Focus on Commercial Customer Relationships. The Rule also makes clear that the required policies and procedures should focus on commercial – and not consumer – customer relationships. For guidance, the Rule supplies non-exclusive examples of policies and procedures that the Agencies deem to be reasonably designed to identify and block unlawful Internet gambling transactions. Participants may tailor the examples provided to their business, and the Agencies emphasize that the Rule is intended to afford Participants with the opportunity to develop flexible, risk-based procedures. In general, the policies and procedures the Rule deems satisfactory include, among other things, methods for a Participant to conduct due diligence when establishing commercial customer accounts, policies by which a Participant can conduct due diligence when in possession of actual knowledge that a commercial customer is engaged in unlawful Internet gambling, and procedures a Participant must follow on receiving an unlawful Internet gambling transaction.
Safe Harbor . The Rule provides a safe harbor for Participants that block transactions under the Rule’s requirements. Specifically, a Participant that identifies and blocks a transaction, prevents the acceptance of its products or services in connection with a transaction, or otherwise refuses to honor a transaction, is protected from being liable to any party for such action if the transaction is in fact an unlawful Internet gambling transaction, if the Participant reasonably believes the transaction to be an unlawful Internet gambling transaction, or if the Participant prevents the transaction in reliance on its policies and procedures in an effort to comply with the Rule.

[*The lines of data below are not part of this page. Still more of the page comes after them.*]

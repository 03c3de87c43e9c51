use axum::{
    Json,
    extract::rejection::JsonRejection,
    http::StatusCode,
    response::{IntoResponse, Response},
};
use serde_json::json;

use crate::{models::ValidationErrors, store::StoreError};

pub const NOT_FOUND_MESSAGE: &str = "Película no encontrada";

#[derive(Debug, thiserror::Error)]
pub enum AppError {
    /// No movie with that id, or the id is not a valid object id.
    #[error("Película no encontrada")]
    NotFound,

    #[error(transparent)]
    Validation(ValidationErrors),

    #[error("{0}")]
    BadRequest(String),

    #[error(transparent)]
    Store(StoreError),
}

impl From<StoreError> for AppError {
    fn from(err: StoreError) -> Self {
        match err {
            StoreError::Validation(errors) => Self::Validation(errors),
            other => Self::Store(other),
        }
    }
}

impl From<JsonRejection> for AppError {
    fn from(rejection: JsonRejection) -> Self {
        Self::BadRequest(rejection.body_text())
    }
}

impl IntoResponse for AppError {
    fn into_response(self) -> Response {
        match self {
            AppError::NotFound => {
                (StatusCode::NOT_FOUND, Json(json!({ "message": NOT_FOUND_MESSAGE })))
                    .into_response()
            }
            AppError::Validation(errors) => (StatusCode::BAD_REQUEST, Json(errors)).into_response(),
            AppError::BadRequest(message) => {
                (StatusCode::BAD_REQUEST, Json(json!({ "message": message }))).into_response()
            }
            AppError::Store(err) => {
                tracing::error!(error = %err, "persistence failure");
                (
                    StatusCode::INTERNAL_SERVER_ERROR,
                    Json(json!({ "message": "Internal server error" })),
                )
                    .into_response()
            }
        }
    }
}

pub type AppResult<T> = Result<T, AppError>;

Effectiveness/Compliance Dates. The Rule is effective on January 19, 2009, but the mandatory compliance date for the Rule for Participants is December 1, 2009, which is designed to give Participants ample time to develop necessary policies and procedures. We would be pleased to work with financial services firms in their compliance efforts.
0SEC Engages in Additional Rulemaking Affecting NRSROs
At its open meeting last week, the SEC adopted a number of changes to its rules regulating the credit rating agencies that register with it as Nationally Recognized Securities Rating Organizations (“NRSROs”). Originally proposed in June 2008, these changes address conflicts of interest in the rating process and NRSROs’ reporting and disclosure obligations, particularly with respect to ratings for structured finance products. The SEC also voted to propose additional changes to its NRSRO rules and Regulation FD affecting other disclosures related to the credit rating process. These actions are the second of three phases of rulemaking that the SEC has undertaken with respect to NRSROs. The first, which took place in 2007, created registration and oversight mechanisms for NRSROs. The third, which was also proposed for public comment in June 2008, would eliminate references to ratings provided by NRSROs in SEC rules; no further action on this proposal has been taken to date. (The impact of this proposal on rules under the Investment Company Act of 1940 and the Investment Advisers Act of 1940 was discussed in the July 8, 2008 Alert.) The following description of last week’s SEC actions is based on the press release and fact sheet provided on the SEC website. Formal releases with additional details, such as the effective date(s) of the rule changes adopted at the open meeting, have not yet been made publicly available.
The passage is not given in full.